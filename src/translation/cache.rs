/*!
 * Translation caching functionality.
 *
 * Successful lookups are memoized per (word, source, target) for the life of
 * the translator so repeated words never reach the provider twice. Failures
 * and "no translation" answers are not cached.
 */

use log::debug;
use parking_lot::RwLock;
use std::collections::HashMap;
use std::sync::atomic::{AtomicUsize, Ordering};
use std::sync::Arc;

/// Cache key combining word, source language, and target language
#[derive(Debug, Clone, PartialEq, Eq, Hash)]
struct CacheKey {
    word: String,
    source_language: String,
    target_language: String,
}

impl CacheKey {
    fn new(word: &str, source_language: &str, target_language: &str) -> Self {
        Self {
            word: word.to_string(),
            source_language: source_language.to_string(),
            target_language: target_language.to_string(),
        }
    }
}

/// Hit/miss counters
#[derive(Debug, Clone, Copy, Default, PartialEq)]
pub struct CacheStats {
    pub hits: usize,
    pub misses: usize,
    pub entries: usize,
}

impl CacheStats {
    /// Share of lookups served from the cache
    pub fn hit_rate(&self) -> f64 {
        let total = self.hits + self.misses;
        if total == 0 {
            0.0
        } else {
            self.hits as f64 / total as f64
        }
    }
}

/// Translation cache, cheap to clone; clones share storage
#[derive(Debug, Clone)]
pub struct TranslationCache {
    /// Internal cache storage
    cache: Arc<RwLock<HashMap<CacheKey, String>>>,
    hits: Arc<AtomicUsize>,
    misses: Arc<AtomicUsize>,
    /// Whether caching is enabled
    enabled: bool,
}

impl TranslationCache {
    /// Create a new translation cache
    pub fn new(enabled: bool) -> Self {
        Self {
            cache: Arc::new(RwLock::new(HashMap::new())),
            hits: Arc::new(AtomicUsize::new(0)),
            misses: Arc::new(AtomicUsize::new(0)),
            enabled,
        }
    }

    /// Get a translation from the cache
    pub fn get(&self, word: &str, source_language: &str, target_language: &str) -> Option<String> {
        if !self.enabled {
            return None;
        }

        let key = CacheKey::new(word, source_language, target_language);
        match self.cache.read().get(&key) {
            Some(translation) => {
                self.hits.fetch_add(1, Ordering::Relaxed);
                debug!("Cache hit for '{}' ({} -> {})", word, source_language, target_language);
                Some(translation.clone())
            }
            None => {
                self.misses.fetch_add(1, Ordering::Relaxed);
                None
            }
        }
    }

    /// Store a translation in the cache
    pub fn store(&self, word: &str, source_language: &str, target_language: &str, translation: &str) {
        if !self.enabled {
            return;
        }

        let key = CacheKey::new(word, source_language, target_language);
        self.cache.write().insert(key, translation.to_string());
    }

    /// Get cache statistics
    pub fn stats(&self) -> CacheStats {
        CacheStats {
            hits: self.hits.load(Ordering::Relaxed),
            misses: self.misses.load(Ordering::Relaxed),
            entries: self.len(),
        }
    }

    /// Clear the cache
    pub fn clear(&self) {
        self.cache.write().clear();
        self.hits.store(0, Ordering::Relaxed);
        self.misses.store(0, Ordering::Relaxed);
        debug!("Translation cache cleared");
    }

    /// Get the number of entries in the cache
    pub fn len(&self) -> usize {
        self.cache.read().len()
    }

    /// Check if the cache is empty
    pub fn is_empty(&self) -> bool {
        self.cache.read().is_empty()
    }

    /// Check if the cache is enabled
    pub fn is_enabled(&self) -> bool {
        self.enabled
    }
}

impl Default for TranslationCache {
    fn default() -> Self {
        Self::new(true)
    }
}
/*!
 * Core translator implementation.
 *
 * The translator turns a word into a translation string or a classified
 * failure. It consults the cache, calls the provider, and applies the retry
 * policy. It never touches the word store: persisting a result is the
 * caller's job, so a failed lookup cannot leave a half-applied write.
 */

use log::{debug, error, warn};
use std::sync::Arc;
use tokio_util::sync::CancellationToken;

use super::cache::TranslationCache;
use super::retry::RetryPolicy;
use crate::app_config::TranslationConfig;
use crate::database::normalize_word;
use crate::errors::TranslationError;
use crate::language_utils;
use crate::providers::{self, LookupRequest, Provider};

/// Word translator
#[derive(Clone, Debug)]
pub struct Translator {
    /// Provider used for lookups
    provider: Arc<dyn Provider>,
    /// Retry policy for transient failures
    retry: RetryPolicy,
    /// Session cache of successful lookups
    cache: TranslationCache,
    /// Maximum number of lookups in flight during a batch
    pub(crate) concurrent_requests: usize,
}

impl Translator {
    /// Create a translator with default retry policy and an enabled cache
    pub fn new(provider: Arc<dyn Provider>) -> Self {
        Self {
            provider,
            retry: RetryPolicy::default(),
            cache: TranslationCache::default(),
            concurrent_requests: 4,
        }
    }

    /// Create the translator described by the config section
    pub fn from_config(config: &TranslationConfig) -> Self {
        Self::new(providers::create_provider(config))
            .with_retry_policy(RetryPolicy::from_config(config))
            .with_cache(TranslationCache::new(config.cache_enabled))
            .with_concurrency(config.concurrent_requests)
    }

    /// Replace the retry policy
    pub fn with_retry_policy(mut self, retry: RetryPolicy) -> Self {
        self.retry = retry;
        self
    }

    /// Replace the cache
    pub fn with_cache(mut self, cache: TranslationCache) -> Self {
        self.cache = cache;
        self
    }

    /// Set the batch concurrency (at least 1)
    pub fn with_concurrency(mut self, concurrent_requests: usize) -> Self {
        self.concurrent_requests = concurrent_requests.max(1);
        self
    }

    /// The session cache
    pub fn cache(&self) -> &TranslationCache {
        &self.cache
    }

    /// Name of the underlying provider
    pub fn provider_name(&self) -> &str {
        self.provider.name()
    }

    /// Translate one word
    pub async fn translate(
        &self,
        word: &str,
        source_language: &str,
        target_language: &str,
    ) -> Result<String, TranslationError> {
        self.translate_with_cancel(word, source_language, target_language, None)
            .await
    }

    /// Translate one word; a cancelled token stops any pending retry
    pub(crate) async fn translate_with_cancel(
        &self,
        word: &str,
        source_language: &str,
        target_language: &str,
        cancel: Option<&CancellationToken>,
    ) -> Result<String, TranslationError> {
        let request = build_request(word, source_language, target_language)?;

        if let Some(cached) =
            self.cache
                .get(&request.word, &request.source_language, &request.target_language)
        {
            return Ok(cached);
        }

        let mut attempt = 1;
        loop {
            match self.provider.lookup(&request).await {
                Ok(Some(translation)) => {
                    debug!("Translated '{}' via {}", request.word, self.provider.name());
                    self.cache.store(
                        &request.word,
                        &request.source_language,
                        &request.target_language,
                        &translation,
                    );
                    return Ok(translation);
                }
                Ok(None) => {
                    debug!("No translation found for '{}'", request.word);
                    return Err(TranslationError::NoTranslationFound(request.word));
                }
                Err(e) => {
                    let Some(delay) = self.retry.delay_for(&e, attempt) else {
                        error!("Lookup of '{}' failed after {} attempt(s): {}", request.word, attempt, e);
                        return Err(e.into());
                    };

                    warn!(
                        "Lookup of '{}' failed ({}), retrying in {:?} (attempt {}/{})",
                        request.word,
                        e,
                        delay,
                        attempt + 1,
                        self.retry.max_retries + 1
                    );

                    match cancel {
                        Some(token) => {
                            tokio::select! {
                                _ = token.cancelled() => return Err(e.into()),
                                _ = tokio::time::sleep(delay) => {}
                            }
                        }
                        None => tokio::time::sleep(delay).await,
                    }
                    attempt += 1;
                }
            }
        }
    }
}

/// Validate the word and language pair and build the provider request
fn build_request(
    word: &str,
    source_language: &str,
    target_language: &str,
) -> Result<LookupRequest, TranslationError> {
    let word = normalize_word(word).ok_or_else(|| TranslationError::InvalidWord(word.to_string()))?;

    let source = language_utils::normalize_to_part1(source_language)
        .map_err(|_| TranslationError::InvalidLanguage(source_language.to_string()))?;
    let target = language_utils::normalize_to_part1(target_language)
        .map_err(|_| TranslationError::InvalidLanguage(target_language.to_string()))?;

    Ok(LookupRequest::new(word, source, target))
}
/*!
 * Translation of vocabulary words through an online provider.
 *
 * - `core`: the `Translator` (single-word lookup with retries)
 * - `batch`: concurrent, cancellable lookups of many words
 * - `cache`: session cache of successful lookups
 * - `retry`: the retry policy
 */

pub use self::batch::BatchReport;
pub use self::cache::{CacheStats, TranslationCache};
pub use self::core::Translator;
pub use self::retry::RetryPolicy;

// Submodules
pub mod batch;
pub mod cache;
pub mod core;
pub mod retry;
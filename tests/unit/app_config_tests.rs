/*!
 * Tests for configuration loading and validation
 */

use anyhow::Result;
use bilinguo::app_config::{Config, LogLevel, TranslationProvider};
use crate::common;

/// Test that a missing config file is created with defaults
#[test]
fn test_loadOrCreate_withMissingFile_shouldWriteDefaults() -> Result<()> {
    let dir = common::create_temp_dir()?;
    let path = dir.path().join("conf.json");

    let config = Config::load_or_create(&path)?;

    assert!(path.exists());
    assert_eq!(config.source_language, "en");
    assert_eq!(config.target_language, "fa");
    assert_eq!(config.translation.provider, TranslationProvider::MyMemory);
    assert_eq!(config.export.default_limit, 50);
    Ok(())
}

/// Test that partial files are filled in from defaults
#[test]
fn test_loadOrCreate_withPartialFile_shouldFillDefaults() -> Result<()> {
    let dir = common::create_temp_dir()?;
    let path = common::create_test_file(
        dir.path(),
        "conf.json",
        r#"{"target_language":"de","translation":{"provider":"libretranslate"},"log_level":"debug"}"#,
    )?;

    let config = Config::load_or_create(&path)?;

    assert_eq!(config.source_language, "en");
    assert_eq!(config.target_language, "de");
    assert_eq!(config.translation.provider, TranslationProvider::LibreTranslate);
    assert_eq!(config.translation.concurrent_requests, 4);
    assert_eq!(config.log_level, LogLevel::Debug);
    config.validate()?;
    Ok(())
}

/// Test that a malformed config file is reported rather than replaced
#[test]
fn test_loadOrCreate_withMalformedFile_shouldFail() -> Result<()> {
    let dir = common::create_temp_dir()?;
    let path = common::create_test_file(dir.path(), "conf.json", "{ not json")?;

    assert!(Config::load_or_create(&path).is_err());
    assert_eq!(std::fs::read_to_string(&path)?, "{ not json");
    Ok(())
}

/// Test the saved config round-trips through disk
#[test]
fn test_save_thenLoad_shouldKeepOverrides() -> Result<()> {
    let dir = common::create_temp_dir()?;
    let path = dir.path().join("conf.json");
    let mut config = Config::default();
    config.target_language = "fr".to_string();
    config.import.min_word_length = 3;

    config.save(&path)?;
    let loaded = Config::load_or_create(&path)?;

    assert_eq!(loaded.target_language, "fr");
    assert_eq!(loaded.import.min_word_length, 3);
    Ok(())
}

/// Test validation failures
#[test]
fn test_validate_withBadValues_shouldFail() {
    let mut same_languages = Config::default();
    same_languages.target_language = "eng".to_string();
    assert!(same_languages.validate().is_err());

    let mut unknown_language = Config::default();
    unknown_language.source_language = "xx".to_string();
    assert!(unknown_language.validate().is_err());

    let mut no_concurrency = Config::default();
    no_concurrency.translation.concurrent_requests = 0;
    assert!(no_concurrency.validate().is_err());

    let mut bad_endpoint = Config::default();
    bad_endpoint.translation.endpoint = "not a url".to_string();
    assert!(bad_endpoint.validate().is_err());
}

/// Test explicit database path resolution
#[test]
fn test_resolveDatabasePath_withExplicitPath_shouldUseIt() -> Result<()> {
    let dir = common::create_temp_dir()?;
    let config = common::test_config(dir.path());

    assert_eq!(config.resolve_database_path()?, dir.path().join("vocabulary.db"));
    Ok(())
}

---+---

■ TASK: Check each line of the entries above for the word "delay". List the ones that have it.

■ OUTPUT:
                    let Some(delay) = self.retry.delay_for(&e, attempt) else {
                        delay,
                                _ = tokio::time::sleep(delay) => {}
                        None => tokio::time::sleep(delay).await,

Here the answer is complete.